Бедный христианин смотрит на гетто
Пчелы окружают сотами красную печень.
Муравьи строят леса вокруг черной кости.
Начинается разрыв, раздирание ткани,
Распад, крошенье стекла, дерева, меди, серебра, никеля, жести,
Гипсовых форм, струн, труб, шаров, кристаллов, листьев —
Бух! Фосфорический огонь с желтых стен
Пожирает волосы людей и зверей.
Пчелы окружают сотами легкие.
Муравьи строят леса вокруг белой кости.
Разодрана бумага, лен, кожа, холст, полотно,
Проволока, целлюлоза, каучук, змеиная кожа, волокно.

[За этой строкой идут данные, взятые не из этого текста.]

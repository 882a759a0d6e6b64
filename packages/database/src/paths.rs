//! Canonical file paths for the `DuckDB` data directory.
//!
//! Paths are relative to the project root's `data/` directory unless
//! `ZONE_SAFETY_DATA_DIR` points elsewhere.

use std::path::{Path, PathBuf};

/// Overrides the `data/` directory.
pub const DATA_DIR_ENV: &str = "ZONE_SAFETY_DATA_DIR";

/// Returns the workspace root directory.
///
/// Resolved at compile time from `CARGO_MANIFEST_DIR`. Falls back to the
/// current directory for builds outside the workspace layout.
#[must_use]
pub fn project_root() -> PathBuf {
    Path::new(env!("CARGO_MANIFEST_DIR"))
        .ancestors()
        .nth(2)
        .map_or_else(|| PathBuf::from("."), Path::to_path_buf)
}

/// Returns the data directory: `$ZONE_SAFETY_DATA_DIR` if set, else
/// `<project root>/data`.
#[must_use]
pub fn data_dir() -> PathBuf {
    std::env::var_os(DATA_DIR_ENV)
        .filter(|dir| !dir.is_empty())
        .map_or_else(|| project_root().join("data"), PathBuf::from)
}

/// Returns the path of the engine's `DuckDB` file.
#[must_use]
pub fn default_db_path() -> PathBuf {
    data_dir().join("zone_safety.duckdb")
}

/// Ensures a directory exists, creating it if necessary.
///
/// # Errors
///
/// Returns an I/O error if the directory cannot be created.
pub fn ensure_dir(path: &Path) -> std::io::Result<()> {
    if !path.exists() {
        std::fs::create_dir_all(path)?;
    }
    Ok(())
}
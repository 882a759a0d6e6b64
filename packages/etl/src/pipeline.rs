//! The steps of one ETL run.

use std::sync::Arc;
use std::future::Future;
use std::sync::atomic::{AtomicBool, AtomicU64, Ordering};

use chrono::{DateTime, Duration, NaiveDate, NaiveTime, Utc};
use futures::stream::{self, StreamExt as _};
use serde::{Deserialize, Serialize};
use tokio::time::Instant;
use uuid::Uuid;
use zone_safety_database::SafetyStore;
use zone_safety_etl_models::{RunMode, RunRequest};
use zone_safety_infrastructure_models::InfrastructureAsset;
use zone_safety_metrics::{AggregateError, AggregationConfig, AttributedData, LOOKBACK_DAYS};
use zone_safety_metrics_models::ZoneSafetyScore;
use zone_safety_recommend::RecommendationConfig;
use zone_safety_scoring::ScoringConfig;
use zone_safety_source::raw::SkipCounts;
use zone_safety_source::{FetchWindow, IncidentFeed, InfrastructureFeed, ZoneCatalogLoader};
use zone_safety_spatial::{ParkingIndex, ZoneIndex};
use zone_safety_zone_models::ZoneCatalog;

use crate::coordinator::RunProgress;
use crate::{EtlConfig, EtlError};

/// Everything a run computes with, besides its inputs.
#[derive(Debug, Clone, Default, PartialEq, Serialize, Deserialize)]
pub struct PipelineSettings {
    pub scoring: ScoringConfig,
    pub aggregation: AggregationConfig,
    pub recommendations: RecommendationConfig,
    pub etl: EtlConfig,
}

/// The feeds a coordinator pulls from.
#[derive(Clone)]
pub struct Feeds {
    pub incidents: Arc<dyn IncidentFeed>,
    pub infrastructure: Arc<dyn InfrastructureFeed>,
    pub zones: Arc<dyn ZoneCatalogLoader>,
}

/// Counters reported in the job record.
#[derive(Debug, Clone, Default, PartialEq, Eq)]
pub struct PipelineStats {
    pub fetched: u64,
    pub inserted: u64,
    /// Zone score rows written.
    pub zones_scored: u64,
    pub skipped: SkipCounts,
    pub unattributed_incidents: u64,
    pub excluded_incidents: u64,
    pub zones_total: u64,
    pub window: Option<FetchWindow>,
}

/// First instant of `date` in UTC.
#[must_use]
pub fn day_start(date: NaiveDate) -> DateTime<Utc> {
    date.and_time(NaiveTime::MIN).and_utc()
}

/// Last whole second of `date` in UTC.
#[must_use]
pub fn day_end(date: NaiveDate) -> DateTime<Utc> {
    day_start(date) + Duration::days(1) - Duration::seconds(1)
}

/// Incident window a run fetches.
///
/// An explicit date range wins. Otherwise `Batch` fetches the full
/// lookback ending at `as_of`, and `Incremental` starts `buffer_days`
/// before the newest stored incident, falling back to the batch window
/// when nothing is stored yet.
#[must_use]
pub fn fetch_window(
    request: &RunRequest,
    as_of: NaiveDate,
    latest_stored: Option<DateTime<Utc>>,
    buffer_days: i64,
) -> FetchWindow {
    let end = day_end(as_of);

    if let Some(range) = request.date_range {
        return FetchWindow {
            start: day_start(range.start()),
            end: day_end(range.end()),
        };
    }

    let batch_start = day_start(as_of - Duration::days(LOOKBACK_DAYS));

    let start = match (request.mode, latest_stored) {
        (RunMode::Incremental, Some(latest)) => {
            let since = latest - Duration::days(buffer_days);
            log::info!(
                "Incremental fetch from {} ({buffer_days}-day buffer from latest {})",
                since.format("%Y-%m-%d"),
                latest.format("%Y-%m-%d"),
            );
            since.min(end)
        }
        (RunMode::Incremental, None) => {
            log::info!("Incremental fetch found no stored incidents, fetching full window");
            batch_start
        }
        (RunMode::Batch, _) => batch_start,
    };

    FetchWindow { start, end }
}

/// Resolves the zones a run scores: the requested codes, or every zone.
///
/// # Errors
///
/// Returns [`EtlError::UnknownZones`] if any requested code is missing
/// from the catalog.
pub fn select_zones(
    catalog: &ZoneCatalog,
    requested: Option<&[String]>,
) -> Result<Vec<String>, EtlError> {
    let Some(requested) = requested else {
        return Ok(catalog.zones().map(|z| z.code.clone()).collect());
    };

    let unknown: Vec<String> = requested
        .iter()
        .filter(|code| !catalog.contains(code))
        .cloned()
        .collect();
    if !unknown.is_empty() {
        return Err(EtlError::UnknownZones { codes: unknown });
    }

    let mut codes = requested.to_vec();
    codes.sort();
    codes.dedup();
    Ok(codes)
}

/// Shared, read-only state for per-zone work on blocking threads.
struct ZoneScorer {
    catalog: ZoneCatalog,
    data: AttributedData,
    parking: ParkingIndex,
    settings: Arc<PipelineSettings>,
    store: Arc<dyn SafetyStore>,
    job_id: Uuid,
    as_of: NaiveDate,
    counters: Arc<ZoneCounters>,
}

impl ZoneScorer {
    /// Scores and writes one zone. `None` if the run was cancelled before
    /// this zone started.
    fn score_zone(&self, code: &str) -> Result<Option<ZoneSafetyScore>, EtlError> {
        if self.counters.is_cancelled() {
            return Ok(None);
        }

        let zone = self
            .catalog
            .get(code)
            .ok_or_else(|| AggregateError::UnknownZone(code.to_string()))?;

        let metrics = zone_safety_metrics::aggregate_zone(
            &self.catalog,
            &self.data,
            code,
            self.as_of,
            &self.settings.aggregation,
        )?;
        let assessment = zone_safety_scoring::score(&metrics, &self.settings.scoring);
        let recommendations = zone_safety_recommend::recommend(
            zone,
            &metrics,
            assessment.tier,
            &self.parking,
            &self.settings.recommendations,
        );

        let row = ZoneSafetyScore::assemble(
            zone,
            &metrics,
            assessment.score,
            assessment.tier,
            recommendations,
            Some(self.job_id),
        );
        self.store.upsert_score(&row)?;

        log::debug!(
            "Zone {code}: score={:.2} tier={} trend={}",
            row.safety_score,
            row.risk_tier,
            row.trend_direction,
        );

        Ok(Some(row))
    }
}

/// Inputs of one pipeline pass.
pub struct RunContext {
    pub feeds: Feeds,
    pub store: Arc<dyn SafetyStore>,
    pub settings: Arc<PipelineSettings>,
    pub job_id: Uuid,
    pub as_of: NaiveDate,
    pub request: RunRequest,
    pub progress: RunProgress,
    pub counters: Arc<ZoneCounters>,
    /// Past this instant the run fails with [`EtlError::Timeout`].
    pub deadline: Instant,
}

/// Zone progress, readable after the pipeline future is dropped on
/// timeout.
#[derive(Debug, Default)]
pub struct ZoneCounters {
    pub total: AtomicU64,
    /// Zones whose rows are written.
    pub completed: AtomicU64,
    cancelled: AtomicBool,
}

impl ZoneCounters {
    /// `(completed, total)`
    #[must_use]
    pub fn snapshot(&self) -> (u64, u64) {
        (
            self.completed.load(Ordering::Relaxed),
            self.total.load(Ordering::Relaxed),
        )
    }

    /// Stops zones that have not started yet from being scored.
    pub fn cancel(&self) {
        self.cancelled.store(true, Ordering::Relaxed);
    }

    #[must_use]
    pub fn is_cancelled(&self) -> bool {
        self.cancelled.load(Ordering::Relaxed)
    }
}

impl RunContext {
    fn timeout(&self) -> EtlError {
        EtlError::Timeout {
            secs: self.settings.etl.job_timeout_secs,
        }
    }

    async fn before_deadline<T, E>(
        &self,
        work: impl Future<Output = Result<T, E>>,
    ) -> Result<T, EtlError>
    where
        EtlError: From<E>,
    {
        match tokio::time::timeout_at(self.deadline, work).await {
            Ok(result) => Ok(result?),
            Err(_) => Err(self.timeout()),
        }
    }
}

/// Runs fetch, store, attribution, and per-zone scoring.
///
/// # Errors
///
/// Returns [`EtlError`] on the first feed, persistence, or aggregation
/// failure, or once the deadline passes. Rows already upserted stay in
/// place. A failure during scoring stops zones that have not started and
/// waits for those in flight, so no row lands after this returns and
/// `counters.completed` matches the rows written.
pub async fn run_pipeline(ctx: &RunContext) -> Result<PipelineStats, EtlError> {
    let mut stats = PipelineStats::default();

    // 1. Zones and infrastructure
    let catalog = ctx.before_deadline(ctx.feeds.zones.load()).await?;
    ctx.store.replace_zones(&catalog)?;

    let assets = ctx
        .before_deadline(ctx.feeds.infrastructure.fetch())
        .await?;
    ctx.store.replace_infrastructure(&assets)?;
    log::info!(
        "Loaded {} zones and {} infrastructure assets",
        catalog.len(),
        assets.len()
    );

    let codes = select_zones(&catalog, ctx.request.zones.as_deref())?;
    stats.zones_total = codes.len() as u64;
    ctx.counters.total.store(stats.zones_total, Ordering::Relaxed);

    // 2. Incidents
    let latest = ctx.store.latest_incident_at()?;
    let window = fetch_window(
        &ctx.request,
        ctx.as_of,
        latest,
        ctx.settings.etl.incremental_buffer_days,
    );
    stats.window = Some(window);

    let batch = ctx
        .before_deadline(
            ctx.feeds
                .incidents
                .fetch(&window, ctx.progress.fetch.clone()),
        )
        .await?;
    stats.fetched = batch.incidents.len() as u64;
    stats.skipped = batch.skipped;
    stats.inserted = ctx.store.insert_incidents(&batch.incidents)?;
    log::info!(
        "{}: fetched {}, stored {} new, skipped {}",
        ctx.feeds.incidents.id(),
        stats.fetched,
        stats.inserted,
        stats.skipped.total(),
    );

    // 3. Attribution over everything stored for the lookback
    let stored = ctx.store.incidents_between(
        day_start(ctx.as_of - Duration::days(LOOKBACK_DAYS)),
        day_end(ctx.as_of),
    )?;
    let index = ZoneIndex::from_catalog(&catalog);
    let data = zone_safety_metrics::attribute(
        &index,
        &catalog,
        &stored,
        &assets,
        &ctx.settings.aggregation,
    );
    stats.unattributed_incidents = data.unattributed_incidents as u64;
    stats.excluded_incidents = data.excluded_incidents as u64;

    let parking = ParkingIndex::new(
        assets
            .into_iter()
            .filter_map(|asset| match asset {
                InfrastructureAsset::ParkingSpot(spot) => Some(spot),
                InfrastructureAsset::LaneSegment(_) => None,
            })
            .collect(),
    );

    // 4. Per-zone fan-out
    let scorer = Arc::new(ZoneScorer {
        catalog,
        data,
        parking,
        settings: ctx.settings.clone(),
        store: ctx.store.clone(),
        job_id: ctx.job_id,
        as_of: ctx.as_of,
        counters: ctx.counters.clone(),
    });

    ctx.progress.zones.set_total(stats.zones_total);
    ctx.progress
        .zones
        .set_message(format!("Scoring zones as of {}", ctx.as_of));

    let concurrency = ctx.settings.etl.concurrency.max(1);
    let mut results = stream::iter(codes.into_iter().map(|code| {
        let scorer = scorer.clone();
        tokio::task::spawn_blocking(move || scorer.score_zone(&code))
    }))
    .buffer_unordered(concurrency);

    let mut failure: Option<EtlError> = None;
    loop {
        let next = if failure.is_some() {
            results.next().await
        } else if let Ok(next) = tokio::time::timeout_at(ctx.deadline, results.next()).await {
            next
        } else {
            ctx.counters.cancel();
            failure = Some(ctx.timeout());
            continue;
        };
        let Some(joined) = next else {
            break;
        };

        match joined.map_err(EtlError::from).and_then(|scored| scored) {
            Ok(Some(_)) => {
                stats.zones_scored += 1;
                ctx.counters.completed.fetch_add(1, Ordering::Relaxed);
                ctx.progress.zones.inc(1);
            }
            Ok(None) => {}
            Err(e) => {
                if failure.is_none() {
                    ctx.counters.cancel();
                    failure = Some(e);
                }
            }
        }
    }

    if let Some(e) = failure {
        ctx.progress
            .zones
            .finish(format!("Stopped after {} zones", stats.zones_scored));
        return Err(e);
    }

    ctx.progress
        .zones
        .finish(format!("Scored {} zones", stats.zones_total));

    Ok(stats)
}

#[cfg(test)]
mod tests {
    use super::*;
    use chrono::TimeZone as _;
    use zone_safety_etl_models::DateRange;
    use zone_safety_zone_models::{Zone, ZoneKind};

    fn date(m: u32, d: u32) -> NaiveDate {
        NaiveDate::from_ymd_opt(2025, m, d).unwrap()
    }

    #[test]
    fn day_bounds_cover_whole_day() {
        let d = date(6, 1);
        assert_eq!(day_start(d), Utc.with_ymd_and_hms(2025, 6, 1, 0, 0, 0).unwrap());
        assert_eq!(day_end(d), Utc.with_ymd_and_hms(2025, 6, 1, 23, 59, 59).unwrap());
    }

    #[test]
    fn batch_window_spans_lookback() {
        let window = fetch_window(&RunRequest::default(), date(6, 1), None, 7);
        assert_eq!(window.start, day_start(date(3, 3)));
        assert_eq!(window.end, day_end(date(6, 1)));
    }

    #[test]
    fn incremental_window_starts_before_latest_stored() {
        let latest = Utc.with_ymd_and_hms(2025, 5, 20, 12, 0, 0).unwrap();
        let window = fetch_window(&RunRequest::incremental(), date(6, 1), Some(latest), 7);
        assert_eq!(window.start, Utc.with_ymd_and_hms(2025, 5, 13, 12, 0, 0).unwrap());

        let empty = fetch_window(&RunRequest::incremental(), date(6, 1), None, 7);
        assert_eq!(empty.start, day_start(date(3, 3)));
    }

    #[test]
    fn date_range_overrides_mode() {
        let range = DateRange::new(date(4, 1), date(4, 30)).unwrap();
        let request = RunRequest::incremental().with_date_range(range);
        let window = fetch_window(&request, date(4, 30), None, 7);
        assert_eq!(window.start, day_start(date(4, 1)));
        assert_eq!(window.end, day_end(date(4, 30)));
    }

    fn catalog() -> ZoneCatalog {
        let zone = |code: &str| Zone {
            code: code.to_string(),
            kind: ZoneKind::TopLevel,
            name: code.to_string(),
            parent_code: None,
            area_km2: 1.0,
            boundary_geojson: None,
            centroid: None,
        };
        ZoneCatalog::new(vec![zone("01"), zone("02"), zone("03")]).unwrap()
    }

    #[test]
    fn selects_requested_zones() {
        let catalog = catalog();
        assert_eq!(select_zones(&catalog, None).unwrap().len(), 3);

        let requested = vec!["02".to_string(), "01".to_string(), "02".to_string()];
        assert_eq!(
            select_zones(&catalog, Some(&requested)).unwrap(),
            vec!["01".to_string(), "02".to_string()]
        );

        let unknown = vec!["01".to_string(), "77".to_string()];
        assert!(matches!(
            select_zones(&catalog, Some(&unknown)),
            Err(EtlError::UnknownZones { codes }) if codes == vec!["77".to_string()]
        ));
    }
}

Рушится крыша в огне, пожар пожирает фундамент.
Остается лишь вытоптанная, песчаная, с одиноким
нагим деревцем —
Земля.
Пробивая тоннель, медленно движется стражник-крот,
У него маленький красный фонарик на лбу,
Дотрагиваясь до погребенных тел, он считает
и движется дальше,
По радужному мерцанью различая пепел людей, —
Пепел каждого человека особого цвета.
Пчелы окружают сотами кровавый след.
Муравьи строят леса вокруг следа моего тела.
Мне страшно. Я так боюсь стражника-крота,
Его распухших век патриарха,
Всю жизнь читавшего при свечах
Великую книгу бытия.
Что же скажу ему я — Новозаветный еврей,
Ожидающий два тысячелетья возвращенья Иисуса?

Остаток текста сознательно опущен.